Equal Mass Collision:
Set up the target ball (of equal mass) on the screw to one side of the launcher so that when the ball rolling down the
apparatus strikes the one at rest there will be a glancing collision. Hang a plumb mass (such as a screw) directly under
the point where the collision will take place. Mark the spot on the floor directly under this collision point. This is the point
from which the vectors will be drawn.
Run a couple of trials of the glancing collision (without carbon paper), using the same launch height (of the incident ball)
as the other trials. Tape two pieces of paper to the floor where the two balls are landing. Next place two pieces of carbon
paper at these locations so that the balls will leave a mark when they hit the paper. Carry out ten trials of this glancing
collision. Remove the paper and label the dots.

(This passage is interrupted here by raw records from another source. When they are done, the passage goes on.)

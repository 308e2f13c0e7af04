use std::collections::{BTreeMap, HashMap};

use chrono::NaiveDate;

use crate::model::{AuditRecord, Cookie};

/// Headers an audit export must carry before matching runs at all.
pub const REQUIRED_HEADERS: [&str; 4] = ["DATE", "TYPE", "FROM", "TO"];

/// Optional order-number column.
pub const ORDER_NUM_HEADER: &str = "ORDER_NUM";

/// Date formats seen in council exports, tried in order. `%m/%d/%y` must
/// come before `%m/%d/%Y`: chrono's `%Y` happily reads a two-digit year as
/// year 25, while `%y` rejects a four-digit one on trailing input.
const DATE_FORMATS: &[&str] = &["%Y-%m-%d", "%m/%d/%y", "%m/%d/%Y", "%Y/%m/%d", "%d-%b-%Y"];

// ---------------------------------------------------------------------------
// Field-level helpers
// ---------------------------------------------------------------------------

/// Required headers absent from an export's header row, in canonical order.
pub fn missing_required_headers(headers: &[String]) -> Vec<&'static str> {
    REQUIRED_HEADERS
        .iter()
        .copied()
        .filter(|required| !headers.iter().any(|h| h == required))
        .collect()
}

/// Parse an audit date cell, trying each supported format in turn.
pub fn parse_audit_date(value: &str) -> Option<NaiveDate> {
    let value = value.trim();
    DATE_FORMATS
        .iter()
        .find_map(|fmt| NaiveDate::parse_from_str(value, fmt).ok())
}

/// Rewrite the `COOKIE_SHARE` family to its `T2G` form; anything else passes
/// through untouched. Suffixes like `(B)` / `(VB)` survive the rewrite.
pub fn alias_txn_type(raw: &str) -> String {
    match raw.strip_prefix("COOKIE_SHARE") {
        Some(rest) => format!("T2G{rest}"),
        None => raw.to_string(),
    }
}

/// Canonical order-number form: whitespace squeezed out, lower-cased.
/// Empty after that means "no order number".
pub fn normalize_order_num(raw: &str) -> Option<String> {
    let squeezed: String = raw.chars().filter(|c| !c.is_whitespace()).collect();
    if squeezed.is_empty() {
        None
    } else {
        Some(squeezed.to_lowercase())
    }
}

// ---------------------------------------------------------------------------
// Row normalization
// ---------------------------------------------------------------------------

/// Turn one raw row into an [`AuditRecord`], or `None` when the row cannot
/// be meaningfully compared.
///
/// Discard rules: unparsable or blank date, blank type, or no usable party
/// name once directional nulling has run. Cookie cells that are blank or
/// unparsable simply contribute no quantity.
pub fn normalize_row(
    row_index: usize,
    cells: &[String],
    headers: &[String],
    catalog: &[Cookie],
) -> Option<AuditRecord> {
    // Positional header -> cell dictionary; short rows leave fields absent.
    let fields: HashMap<&str, &str> = headers
        .iter()
        .map(String::as_str)
        .zip(cells.iter().map(String::as_str))
        .collect();
    let cell = |name: &str| {
        fields
            .get(name)
            .map(|v| v.trim())
            .filter(|v| !v.is_empty())
    };

    let date = parse_audit_date(cell("DATE")?)?;
    let txn_type = alias_txn_type(cell("TYPE")?);
    let mut from = cell("FROM").map(str::to_string);
    let mut to = cell("TO").map(str::to_string);

    // Troop-to-girl transfers and direct shipments have no giving person;
    // girl-to-troop returns have no receiving one.
    if txn_type.starts_with("T2G") || txn_type == "DIRECT_SHIP" {
        from = None;
    }
    if txn_type.starts_with("G2T") {
        to = None;
    }
    if from.is_none() && to.is_none() {
        return None;
    }

    let mut cookies = BTreeMap::new();
    for cookie in catalog {
        if let Some(raw) = cell(&cookie.abbr) {
            if let Ok(qty) = raw.parse::<i64>() {
                cookies.insert(cookie.abbr.clone(), qty);
            }
        }
    }

    let order_num = cell(ORDER_NUM_HEADER).map(str::to_string);

    Some(AuditRecord {
        row_index,
        date,
        txn_type,
        from,
        to,
        cookies,
        order_num,
    })
}

/// Normalize every raw row, silently dropping the uninterpretable ones.
pub fn normalize_rows(
    rows: &[Vec<String>],
    headers: &[String],
    catalog: &[Cookie],
) -> Vec<AuditRecord> {
    rows.iter()
        .enumerate()
        .filter_map(|(i, cells)| normalize_row(i, cells, headers, catalog))
        .collect()
}

// ---------------------------------------------------------------------------
// Tests
// ---------------------------------------------------------------------------

#[cfg(test)]
mod tests {
    use super::*;

    fn headers() -> Vec<String> {
        ["DATE", "TYPE", "FROM", "TO", "ORDER_NUM", "ADV", "TM"]
            .iter()
            .map(|h| h.to_string())
            .collect()
    }

    fn catalog() -> Vec<Cookie> {
        vec![
            Cookie { id: 1, abbr: "ADV".into() },
            Cookie { id: 2, abbr: "TM".into() },
        ]
    }

    fn row(cells: &[&str]) -> Vec<String> {
        cells.iter().map(|c| c.to_string()).collect()
    }

    fn iso(s: &str) -> NaiveDate {
        NaiveDate::parse_from_str(s, "%Y-%m-%d").unwrap()
    }

    #[test]
    fn every_supported_date_format_parses() {
        for value in ["2025-01-15", "01/15/2025", "01/15/25", "2025/01/15", "15-Jan-2025"] {
            assert_eq!(parse_audit_date(value), Some(iso("2025-01-15")), "format: {value}");
        }
        assert_eq!(parse_audit_date("Jan 15th"), None);
        assert_eq!(parse_audit_date(""), None);
    }

    #[test]
    fn two_digit_years_land_in_the_right_century() {
        // A two-digit year must resolve through %y, not be read by %Y as
        // year 25; the four-digit form still falls through to %Y.
        assert_eq!(parse_audit_date("01/15/25"), Some(iso("2025-01-15")));
        assert_eq!(parse_audit_date("12/31/99"), Some(iso("1999-12-31")));
        assert_eq!(parse_audit_date("01/15/2025"), Some(iso("2025-01-15")));
    }

    #[test]
    fn cookie_share_aliases_to_t2g() {
        assert_eq!(alias_txn_type("COOKIE_SHARE"), "T2G");
        assert_eq!(alias_txn_type("COOKIE_SHARE(B)"), "T2G(B)");
        assert_eq!(alias_txn_type("COOKIE_SHARE(VB)"), "T2G(VB)");
        assert_eq!(alias_txn_type("G2T"), "G2T");
        assert_eq!(alias_txn_type("DIRECT_SHIP"), "DIRECT_SHIP");
    }

    #[test]
    fn order_num_squeezes_and_lowercases() {
        assert_eq!(normalize_order_num("  SC 100 1 "), Some("sc1001".into()));
        assert_eq!(normalize_order_num("SC-1001"), Some("sc-1001".into()));
        assert_eq!(normalize_order_num("   "), None);
        assert_eq!(normalize_order_num(""), None);
    }

    #[test]
    fn basic_row_normalizes() {
        let rec = normalize_row(
            0,
            &row(&["2025-01-01", "G2T", "Alice Smith", "Troop 101", "SC-1", "3", "0"]),
            &headers(),
            &catalog(),
        )
        .unwrap();
        assert_eq!(rec.row_index, 0);
        assert_eq!(rec.date, iso("2025-01-01"));
        assert_eq!(rec.txn_type, "G2T");
        assert_eq!(rec.from.as_deref(), Some("Alice Smith"));
        // G2T rows never have a receiving person, even when the cell is filled.
        assert_eq!(rec.to, None);
        assert_eq!(rec.order_num.as_deref(), Some("SC-1"));
        assert_eq!(rec.qty("ADV"), 3);
        assert_eq!(rec.qty("TM"), 0);
    }

    #[test]
    fn t2g_and_direct_ship_drop_the_from_side() {
        for txn in ["T2G", "COOKIE_SHARE", "COOKIE_SHARE(B)", "DIRECT_SHIP"] {
            let rec = normalize_row(
                0,
                &row(&["2025-01-01", txn, "Someone Else", "Alice Smith", "", "1", ""]),
                &headers(),
                &catalog(),
            )
            .unwrap();
            assert_eq!(rec.from, None, "type: {txn}");
            assert_eq!(rec.to.as_deref(), Some("Alice Smith"), "type: {txn}");
        }
    }

    #[test]
    fn unparsable_or_blank_date_discards_the_row() {
        let h = headers();
        let c = catalog();
        assert!(normalize_row(0, &row(&["soon", "T2G", "", "Alice Smith", "", "", ""]), &h, &c).is_none());
        assert!(normalize_row(0, &row(&["", "T2G", "", "Alice Smith", "", "", ""]), &h, &c).is_none());
    }

    #[test]
    fn blank_type_discards_the_row() {
        assert!(normalize_row(
            0,
            &row(&["2025-01-01", "", "Alice Smith", "Troop 101", "", "", ""]),
            &headers(),
            &catalog(),
        )
        .is_none());
    }

    #[test]
    fn no_usable_party_discards_the_row() {
        // Blank on both sides.
        assert!(normalize_row(
            0,
            &row(&["2025-01-01", "T2T", "", "", "", "4", ""]),
            &headers(),
            &catalog(),
        )
        .is_none());
        // T2G nulls FROM, and TO was already blank.
        assert!(normalize_row(
            0,
            &row(&["2025-01-01", "T2G", "Maya Chen", "", "", "4", ""]),
            &headers(),
            &catalog(),
        )
        .is_none());
    }

    #[test]
    fn cookie_cells_parse_gracefully() {
        let rec = normalize_row(
            0,
            &row(&["2025-01-01", "T2G", "", "Alice Smith", "", "-2", "n/a"]),
            &headers(),
            &catalog(),
        )
        .unwrap();
        assert_eq!(rec.qty("ADV"), -2);
        // Unparsable contributes nothing; lookups default to zero.
        assert_eq!(rec.qty("TM"), 0);
        assert_eq!(rec.cookies.len(), 1);
    }

    #[test]
    fn short_rows_leave_trailing_fields_absent() {
        let rec = normalize_row(
            0,
            &row(&["2025-01-01", "T2G", "", "Alice Smith"]),
            &headers(),
            &catalog(),
        )
        .unwrap();
        assert_eq!(rec.order_num, None);
        assert!(rec.cookies.is_empty());
    }

    #[test]
    fn normalize_rows_keeps_source_indexes() {
        let rows = vec![
            row(&["2025-01-01", "T2G", "", "Alice Smith", "", "1", ""]),
            row(&["not a date", "T2G", "", "Alice Smith", "", "1", ""]),
            row(&["2025-01-02", "G2T", "Maya Chen", "", "", "1", ""]),
        ];
        let records = normalize_rows(&rows, &headers(), &catalog());
        assert_eq!(records.len(), 2);
        assert_eq!(records[0].row_index, 0);
        assert_eq!(records[1].row_index, 2);
    }
}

Draw a vector (chalk lines can be used) from the mark representing the point underneath the launch position to the center
of each of the three groups of dots created. Measure and record the length of these displacement vectors and the angles
(using 0 as the direction of the original displacement of the incident ball).
Unequal Mass Collision:
This part of the procedure is carried out the same way as the equal mass collision, but the target ball is changed so that it
does not have the same mass as the incident ball.
Results
Experiment
incident ball before collision
length, da / m
angle, a
incident ball after collision
length, da’ / m
angle, a’
target ball after collision
length, db’ / m
angle, b’
equal mass
collision
unequal mass
collision
Analysis: For the collision of equal masses, draw a scaled vector diagram that will show if the momentum vectors after the collision
are equal to the momentum vector before the collision. Remember that the displacement vectors are actually proportional
to the momentum vectors, so you can use the displacement vectors to show this conservation.
Notice the angle between the two momentum vectors after the collision. Does this angle have any significance? Is it what
you expect?
For the collision of unequal masses, you need to know the ratio of the masses. If one mass is 1⁄2 the mass of the other,
its displacement vector must be cut in 1⁄2 to represent a momentum vector. Again, draw a scaled vector diagram that will
indicate if the momentum before the collision is equal to the momentum after the collision.
Conclusion: Does your evidence indicate that momentum was conserved in these collisions? What errors may have been introduced
into this experiment? How might these errors be reduced?